Assignment:
Sift through the material below and return the lines with "CategoryGroup".

******

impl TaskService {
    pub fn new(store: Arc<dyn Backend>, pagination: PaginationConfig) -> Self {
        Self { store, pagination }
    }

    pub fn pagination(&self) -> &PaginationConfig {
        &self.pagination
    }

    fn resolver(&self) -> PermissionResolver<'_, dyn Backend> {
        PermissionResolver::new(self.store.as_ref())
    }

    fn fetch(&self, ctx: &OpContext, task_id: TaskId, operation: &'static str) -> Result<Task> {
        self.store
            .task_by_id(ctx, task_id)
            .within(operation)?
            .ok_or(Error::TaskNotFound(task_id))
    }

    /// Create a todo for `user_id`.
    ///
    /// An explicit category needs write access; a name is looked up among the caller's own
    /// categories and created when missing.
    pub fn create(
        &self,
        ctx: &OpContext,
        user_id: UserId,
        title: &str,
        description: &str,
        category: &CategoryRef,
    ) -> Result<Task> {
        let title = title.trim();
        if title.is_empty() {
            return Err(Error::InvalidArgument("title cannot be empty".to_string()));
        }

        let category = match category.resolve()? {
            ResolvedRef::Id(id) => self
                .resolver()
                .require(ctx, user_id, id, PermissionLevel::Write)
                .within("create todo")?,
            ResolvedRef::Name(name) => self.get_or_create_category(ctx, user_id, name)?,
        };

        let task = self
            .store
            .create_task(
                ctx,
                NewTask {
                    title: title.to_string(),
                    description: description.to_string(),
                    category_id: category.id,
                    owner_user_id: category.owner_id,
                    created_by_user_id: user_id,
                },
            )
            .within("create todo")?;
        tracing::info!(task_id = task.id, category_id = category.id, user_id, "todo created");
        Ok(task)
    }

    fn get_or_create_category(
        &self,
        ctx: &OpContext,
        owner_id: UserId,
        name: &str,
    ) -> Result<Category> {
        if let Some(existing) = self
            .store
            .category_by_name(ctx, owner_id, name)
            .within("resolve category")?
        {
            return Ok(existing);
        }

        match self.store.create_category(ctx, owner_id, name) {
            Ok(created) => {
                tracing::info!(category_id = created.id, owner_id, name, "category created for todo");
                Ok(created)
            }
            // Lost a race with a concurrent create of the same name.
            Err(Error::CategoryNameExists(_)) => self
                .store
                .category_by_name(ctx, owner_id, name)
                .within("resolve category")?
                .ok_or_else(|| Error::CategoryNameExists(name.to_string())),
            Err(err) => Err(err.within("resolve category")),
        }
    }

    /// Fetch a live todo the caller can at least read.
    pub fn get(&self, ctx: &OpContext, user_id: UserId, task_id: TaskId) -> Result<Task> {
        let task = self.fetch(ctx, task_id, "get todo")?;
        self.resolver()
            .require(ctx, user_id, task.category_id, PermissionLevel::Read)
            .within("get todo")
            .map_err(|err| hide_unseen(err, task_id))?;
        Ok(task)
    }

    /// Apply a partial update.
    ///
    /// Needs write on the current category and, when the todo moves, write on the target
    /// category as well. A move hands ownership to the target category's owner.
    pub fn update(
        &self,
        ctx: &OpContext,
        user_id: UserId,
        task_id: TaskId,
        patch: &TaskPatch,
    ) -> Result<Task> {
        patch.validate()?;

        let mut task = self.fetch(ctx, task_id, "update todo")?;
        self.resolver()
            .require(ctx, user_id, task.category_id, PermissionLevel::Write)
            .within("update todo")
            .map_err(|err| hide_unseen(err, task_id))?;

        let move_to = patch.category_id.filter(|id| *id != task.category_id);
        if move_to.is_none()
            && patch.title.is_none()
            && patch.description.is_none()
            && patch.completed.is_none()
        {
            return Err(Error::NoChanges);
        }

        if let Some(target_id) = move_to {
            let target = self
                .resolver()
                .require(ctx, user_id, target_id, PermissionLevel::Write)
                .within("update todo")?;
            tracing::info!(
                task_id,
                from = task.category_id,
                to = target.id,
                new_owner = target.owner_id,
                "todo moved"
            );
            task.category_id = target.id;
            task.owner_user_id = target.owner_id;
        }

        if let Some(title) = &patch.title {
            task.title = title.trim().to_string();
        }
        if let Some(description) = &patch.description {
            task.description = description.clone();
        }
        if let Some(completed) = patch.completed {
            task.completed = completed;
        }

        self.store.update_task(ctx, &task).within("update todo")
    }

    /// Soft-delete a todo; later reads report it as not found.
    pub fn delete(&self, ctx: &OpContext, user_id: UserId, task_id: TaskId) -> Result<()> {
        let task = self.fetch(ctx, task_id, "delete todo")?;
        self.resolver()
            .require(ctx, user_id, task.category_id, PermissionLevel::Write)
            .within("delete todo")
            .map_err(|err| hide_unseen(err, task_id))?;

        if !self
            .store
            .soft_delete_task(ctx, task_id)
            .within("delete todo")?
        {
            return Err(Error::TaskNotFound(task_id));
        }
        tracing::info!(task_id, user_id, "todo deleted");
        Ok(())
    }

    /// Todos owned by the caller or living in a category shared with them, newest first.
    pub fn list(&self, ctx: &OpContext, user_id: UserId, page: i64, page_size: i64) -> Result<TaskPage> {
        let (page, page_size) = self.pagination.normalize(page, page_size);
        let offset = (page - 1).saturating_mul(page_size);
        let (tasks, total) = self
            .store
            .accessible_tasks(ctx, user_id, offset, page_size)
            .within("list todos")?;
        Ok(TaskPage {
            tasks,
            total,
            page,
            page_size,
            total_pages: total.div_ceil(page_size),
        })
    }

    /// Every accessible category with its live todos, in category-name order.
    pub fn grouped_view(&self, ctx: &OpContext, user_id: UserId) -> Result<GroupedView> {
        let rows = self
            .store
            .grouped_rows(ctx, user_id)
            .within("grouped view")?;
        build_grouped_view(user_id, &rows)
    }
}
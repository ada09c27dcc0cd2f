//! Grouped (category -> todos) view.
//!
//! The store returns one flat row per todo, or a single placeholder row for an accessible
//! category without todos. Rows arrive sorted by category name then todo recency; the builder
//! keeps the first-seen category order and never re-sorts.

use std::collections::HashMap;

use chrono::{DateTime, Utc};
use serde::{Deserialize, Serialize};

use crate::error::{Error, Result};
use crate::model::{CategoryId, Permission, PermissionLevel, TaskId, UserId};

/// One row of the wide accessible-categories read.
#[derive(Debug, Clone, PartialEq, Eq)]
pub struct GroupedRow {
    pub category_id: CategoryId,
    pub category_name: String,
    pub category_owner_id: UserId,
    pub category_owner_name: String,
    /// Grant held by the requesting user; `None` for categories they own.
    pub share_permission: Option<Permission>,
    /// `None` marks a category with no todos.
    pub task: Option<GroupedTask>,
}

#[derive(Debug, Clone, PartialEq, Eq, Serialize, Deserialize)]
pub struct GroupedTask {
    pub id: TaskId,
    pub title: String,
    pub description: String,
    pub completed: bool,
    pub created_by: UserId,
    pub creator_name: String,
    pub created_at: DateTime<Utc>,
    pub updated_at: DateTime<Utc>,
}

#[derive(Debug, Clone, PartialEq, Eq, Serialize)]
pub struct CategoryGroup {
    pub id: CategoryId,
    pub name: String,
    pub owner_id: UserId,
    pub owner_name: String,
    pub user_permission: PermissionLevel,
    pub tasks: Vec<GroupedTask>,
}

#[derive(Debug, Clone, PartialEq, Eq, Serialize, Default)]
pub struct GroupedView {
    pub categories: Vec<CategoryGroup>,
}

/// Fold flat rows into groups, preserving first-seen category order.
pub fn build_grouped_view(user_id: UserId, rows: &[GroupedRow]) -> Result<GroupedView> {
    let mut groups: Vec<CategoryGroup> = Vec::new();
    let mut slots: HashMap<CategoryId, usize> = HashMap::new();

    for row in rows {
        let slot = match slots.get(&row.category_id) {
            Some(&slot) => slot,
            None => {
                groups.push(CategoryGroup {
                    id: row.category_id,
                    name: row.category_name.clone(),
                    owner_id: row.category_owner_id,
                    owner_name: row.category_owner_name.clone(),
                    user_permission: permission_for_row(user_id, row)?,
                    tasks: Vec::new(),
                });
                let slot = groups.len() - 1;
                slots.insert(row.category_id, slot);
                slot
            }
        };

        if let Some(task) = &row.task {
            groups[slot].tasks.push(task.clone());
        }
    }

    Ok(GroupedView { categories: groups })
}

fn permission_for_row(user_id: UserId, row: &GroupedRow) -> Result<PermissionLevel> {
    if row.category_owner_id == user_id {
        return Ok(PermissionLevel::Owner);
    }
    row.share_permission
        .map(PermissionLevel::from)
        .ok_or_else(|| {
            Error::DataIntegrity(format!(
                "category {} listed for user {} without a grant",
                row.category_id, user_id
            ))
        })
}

******

Result for this exercise:
pub struct CategoryGroup {
    pub categories: Vec<CategoryGroup>,
    let mut groups: Vec<CategoryGroup> = Vec::new();
                groups.push(CategoryGroup {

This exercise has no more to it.